I’d say I had several big breakthroughs. I’ll mention two: shortly after starting work on the story I traced, by chance, Professor David Bowen then in his 80s, who carried out the post mortem on Helen Davidson in 1966. That was a major coup, bearing in mind I had no official documentation to work from. Then I traced the police photographer who photographed the crime scene following Dr Davidson’s murder. He was also able to give me first-hand information. 

How did the community of Amersham warm to you – or not?

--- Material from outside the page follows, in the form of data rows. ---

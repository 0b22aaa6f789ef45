//! The provider completion call contract (design §4.5).

use async_trait::async_trait;
use gateway_core::GatewayError;

/// A raw completion from an upstream provider, before cost/latency
/// accounting is layered on by the orchestrator.
#[derive(Debug, Clone)]
pub struct ProviderCompletion {
    pub text: String,
    pub prompt_tokens: Option<u64>,
    pub completion_tokens: Option<u64>,
}

/// Uniform completion call every provider binding implements.
///
/// Errors are already classified into [`GatewayError::ProviderRetryable`] or
/// [`GatewayError::ProviderTerminal`] at this boundary, so the retry
/// executor's `classify` closure is a one-line match.
#[async_trait]
pub trait ProviderClient: Send + Sync {
    async fn complete(
        &self,
        prompt: &str,
        temperature: f64,
        max_tokens: u32,
    ) -> Result<ProviderCompletion, GatewayError>;
}

/// Estimates a token count from character length when the upstream response
/// omits it (design §4.5): `ceil(len(text_in_chars) / 4)`.
///
/// Deliberately coarse; the orchestrator treats estimated counts the same
/// as reported ones (design §9, "Token estimation fallback").
pub fn estimate_tokens(text: &str) -> u64 {
    let chars = text.chars().count() as u64;
    chars.div_ceil(4).max(if text.is_empty() { 0 } else { 1 })
}

/// Classifies an HTTP status code into the gateway's retryable/terminal
/// split (design §4.4's "error classification" note, applied at the
/// provider boundary per design §4.5).
pub fn classify_status(status: u16, body: &str) -> GatewayError {
    match status {
        429 | 500..=599 => GatewayError::ProviderRetryable(format!(
            "upstream returned {status}: {body}"
        )),
        _ => GatewayError::ProviderTerminal(format!("upstream returned {status}: {body}")),
    }
}

#[cfg(test)]
mod tests {
    use super::*;

    #[test]
    fn estimates_tokens_by_char_length() {
        assert_eq!(estimate_tokens(""), 0);
        assert_eq!(estimate_tokens("abcd"), 1);
        assert_eq!(estimate_tokens("abcde"), 2);
        assert_eq!(estimate_tokens(&"x".repeat(400)), 100);
    }

    #[test]
    fn classifies_429_and_5xx_as_retryable() {
        assert!(matches!(
            classify_status(429, "rate limited"),
            GatewayError::ProviderRetryable(_)
        ));
        assert!(matches!(
            classify_status(503, "down"),
            GatewayError::ProviderRetryable(_)
        ));
    }

    #[test]
    fn classifies_other_4xx_as_terminal() {
        assert!(matches!(
            classify_status(400, "bad request"),
            GatewayError::ProviderTerminal(_)
        ));
        assert!(matches!(
            classify_status(401, "unauthorized"),
            GatewayError::ProviderTerminal(_)
        ));
    }
}
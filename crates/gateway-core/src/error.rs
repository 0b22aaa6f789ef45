//! The gateway's error taxonomy.
//!
//! Every component returns [`GatewayError`] (or converts into it); the
//! orchestrator is the sole translator from this taxonomy to an HTTP status
//! (see the root crate's `error.rs`).

use thiserror::Error;

/// A single, shared error type spanning every gateway component.
///
/// Variants correspond 1:1 to the taxonomy in the design's error handling
/// section. Intermediate components never swallow an error they don't
/// recognize; they log it and re-raise the typed variant.
#[derive(Debug, Clone, Error)]
pub enum GatewayError {
    /// Schema/validation failure on the inbound request. Terminal, 400.
    #[error("invalid input: {0}")]
    InvalidInput(String),

    /// The requested model has no provider binding. Terminal, 404.
    #[error("unknown model: {0}")]
    InvalidModel(String),

    /// Per-user quota exceeded. Terminal, 429.
    #[error("rate limit exceeded, retry after {retry_after_s}s")]
    RateLimitExceeded {
        /// Seconds until the saturated window resets.
        retry_after_s: u64,
    },

    /// The key-value store is unreachable.
    ///
    /// Callers decide fail-open vs fail-closed; this variant alone doesn't
    /// imply a status code (the rate limiter treats it as "admit", the
    /// health view treats it as "degraded").
    #[error("key-value store unavailable: {0}")]
    KvUnavailable(String),

    /// Upstream failure the caller should retry (5xx, 429, transient network).
    #[error("upstream call failed (retryable): {0}")]
    ProviderRetryable(String),

    /// Upstream failure that must not be retried (4xx other than 429, auth). 502.
    #[error("upstream call failed (terminal): {0}")]
    ProviderTerminal(String),

    /// The per-request deadline elapsed before a result was produced. 504.
    #[error("request timed out")]
    Timeout,

    /// Unexpected internal failure. 500. Message is never surfaced to callers.
    #[error("internal error: {0}")]
    Internal(String),
}

impl GatewayError {
    /// True for errors the retry executor should keep attempting.
    pub fn is_retryable(&self) -> bool {
        matches!(self, GatewayError::ProviderRetryable(_))
    }

    /// True for errors that must fail fast without further attempts.
    pub fn is_terminal(&self) -> bool {
        matches!(
            self,
            GatewayError::ProviderTerminal(_)
                | GatewayError::InvalidInput(_)
                | GatewayError::InvalidModel(_)
        )
    }
}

Oh… they did warm to me. I received willing co-operation from many people in Amersham and surrounding villages. Each person I was introduced to knew a small part of the story. And if one person didn’t know an answer to a question, they’d find someone who did. One gentleman, who was in hospital having suffered a recent stroke, heard about my request for help in connection with the unsolved murder case and asked to see me. That was so kind. Through my contacts in the town not only did I get to speak to some of Dr Davidson’s patients from the 1960s, I was also put in touch with suspects who’d been pulled in by the police and interrogated during their investigation, and was able to get first hand evidence from surviving family members. Finding new people and new evidence was like doing a dot to dot puzzle and I was there putting the clues together. I don’t think my Amersham team realise quite how valuable they have been. They were brilliant.

Was it upsetting or disturbing to write about Dr Davidson’s murder, and if so how did you handle it?

Upsetting or disturbing? Not really. It was hard work. I just got on with it.

What do you enjoy most about writing books?

To be honest, it’s doing the research I enjoy most.

What books have influenced you?

I wouldn’t say any books have influenced me. During the seven years leading up to publication of Injured Parties I was engrossed in heavy duty research at libraries, archives, anywhere I could get first-hand information. I did read novels to lighten the occasional frustrations resulting from going down a lot of dead ends!

If you could interview another author (living or dead) who would it be and why?

There are two authors: firstly Graham Greene because he was such an expert at writing about the human condition. Secondly Tony Buzan, the inventor of Mind Maps, because mindmapping transformed my thinking process.